((

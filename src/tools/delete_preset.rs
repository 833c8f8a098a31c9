use crate::error::{AutofillError, Result};
use crate::quiz::model::{DeleteOutcome, QuestionId};
use crate::tools::{Tool, ToolContext, ToolResult};
use schemars::JsonSchema;
use serde::{Deserialize, Serialize};

/// Parameters for the delete_preset tool
#[derive(Debug, Clone, Default, Serialize, Deserialize, JsonSchema)]
pub struct DeletePresetParams {
    /// Quiz to delete from (default: the active quiz)
    #[serde(default)]
    pub quiz: Option<String>,

    /// Single question to delete; without it the whole quiz goes
    #[serde(default)]
    pub question: Option<String>,
}

/// Delete one stored answer or a whole quiz
#[derive(Default)]
pub struct DeletePresetTool;

impl Tool for DeletePresetTool {
    type Params = DeletePresetParams;

    fn name(&self) -> &str {
        "delete_preset"
    }

    fn execute_typed(&self, params: DeletePresetParams, context: &mut ToolContext) -> Result<ToolResult> {
        let repository = context.repository()?;
        context.restore_active_quiz(&repository)?;

        let quiz = params
            .quiz
            .or_else(|| context.session.active_quiz().map(str::to_string))
            .ok_or(AutofillError::QuizNameMissing)?;
        let question = params.question.as_deref().map(QuestionId::parse).transpose()?;

        let (outcome, message) = repository.update(|presets| match &question {
            Some(id) => {
                let outcome = presets.delete_question(&quiz, id)?;
                Ok((outcome, format!("Deleted {} from \"{}\"", id, quiz)))
            }
            None => {
                presets.delete_quiz(&quiz)?;
                Ok((DeleteOutcome::QuizRemoved, format!("Deleted quiz \"{}\"", quiz)))
            }
        })?;

        let quiz_removed = outcome == DeleteOutcome::QuizRemoved;
        if quiz_removed && context.session.active_quiz() == Some(quiz.as_str()) {
            context.session.set_active_quiz(None);
            context.persist_active_quiz(&repository)?;
        }

        Ok(ToolResult::success_with(serde_json::json!({
            "message": message,
            "quiz": quiz,
            "question": question,
            "quiz_removed": quiz_removed,
        })))
    }
}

))

## Assigned task
Where the word "from" shows up in a line of the listing, return that line.

## Answer
    /// Quiz to delete from (default: the active quiz)
                Ok((outcome, format!("Deleted {} from \"{}\"", id, quiz)))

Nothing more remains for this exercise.